DIRECTIONS:
The lines below are to be quoted exactly, from the first through the one that contains "pub struct RetryPolicy".

[ENTRIES SHOWN — start]

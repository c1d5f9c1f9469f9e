use std::future::Future;
use std::time::Duration;

use tokio::time::sleep;
use tracing::warn;

use crate::error::MailError;

/// How often a retryable failure is repeated before it is surfaced.
///
/// The default never retries: the first failure aborts the operation.
#[derive(Debug, Clone, Copy, PartialEq, Eq)]
pub struct RetryPolicy {
    pub max_retries: u32,
    pub initial_backoff: Duration,
    pub max_backoff: Duration,
}

impl RetryPolicy {
    pub fn none() -> Self {
        Self {
            max_retries: 0,
            initial_backoff: Duration::from_secs(1),
            max_backoff: Duration::from_secs(32),
        }
    }

    pub fn with_max_retries(max_retries: u32) -> Self {
        Self {
            max_retries,
            ..Self::none()
        }
    }
}

impl Default for RetryPolicy {
    fn default() -> Self {
        Self::none()
    }
}

pub async fn with_retry<T, F, Fut>(
    policy: &RetryPolicy,
    operation: &str,
    mut call: F,
) -> Result<T, MailError>
where
    F: FnMut() -> Fut,
    Fut: Future<Output = Result<T, MailError>>,
{
    let mut backoff = policy.initial_backoff;
    let mut attempt = 0u32;

    loop {
        match call().await {
            Ok(value) => return Ok(value),
            Err(error) if error.is_retryable() && attempt < policy.max_retries => {
                attempt += 1;
                warn!(
                    "{operation} failed (attempt {attempt}/{}), retrying in {:?}: {error}",
                    policy.max_retries, backoff
                );
                sleep(backoff).await;
                backoff = (backoff * 2).min(policy.max_backoff);
            }
            Err(error) => return Err(error),
        }
    }
}

#[cfg(test)]
mod tests {
    use std::cell::Cell;
    use std::time::Duration;

    use super::{with_retry, RetryPolicy};
    use crate::error::MailError;

    fn instant_policy(max_retries: u32) -> RetryPolicy {
        RetryPolicy {
            max_retries,
            initial_backoff: Duration::ZERO,
            max_backoff: Duration::ZERO,
        }
    }

    fn unavailable() -> MailError {
        MailError::Api {
            status: 503,
            body: "backend error".to_string(),
        }
    }

    #[tokio::test]
    async fn default_policy_surfaces_first_failure() {
        let calls = Cell::new(0);
        let result: Result<(), MailError> = with_retry(&RetryPolicy::none(), "list", || {
            calls.set(calls.get() + 1);
            async { Err(unavailable()) }
        })
        .await;
        assert!(result.is_err());
        assert_eq!(calls.get(), 1);
    }

    #[tokio::test]
    async fn retryable_failures_are_repeated_up_to_the_limit() {
        let calls = Cell::new(0);
        let result: Result<(), MailError> = with_retry(&instant_policy(3), "list", || {
            calls.set(calls.get() + 1);
            async { Err(unavailable()) }
        })
        .await;
        assert!(result.is_err());
        assert_eq!(calls.get(), 4);
    }

    #[tokio::test]
    async fn recovers_when_a_retry_succeeds() {
        let calls = Cell::new(0);
        let result = with_retry(&instant_policy(2), "list", || {
            calls.set(calls.get() + 1);
            let attempt = calls.get();
            async move {
                if attempt < 2 {
                    Err(unavailable())
                } else {
                    Ok(attempt)
                }
            }
        })
        .await
        .expect("second attempt succeeds");
        assert_eq!(result, 2);
    }

    #[tokio::test]
    async fn fatal_failures_are_not_retried() {
        let calls = Cell::new(0);
        let result: Result<(), MailError> = with_retry(&instant_policy(5), "delete", || {
            calls.set(calls.get() + 1);
            async {
                Err(MailError::Api {
                    status: 400,
                    body: "invalid id".to_string(),
                })
            }
        })
        .await;
        assert!(result.is_err());
        assert_eq!(calls.get(), 1);
    }
}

[ENTRIES SHOWN — finish]

REPLY TO THE EXERCISE:
repository c1d5f9c1f9469f9e
use std::future::Future;
use std::time::Duration;

use tokio::time::sleep;
use tracing::warn;

use crate::error::MailError;

/// How often a retryable failure is repeated before it is surfaced.
///
/// The default never retries: the first failure aborts the operation.
#[derive(Debug, Clone, Copy, PartialEq, Eq)]
pub struct RetryPolicy {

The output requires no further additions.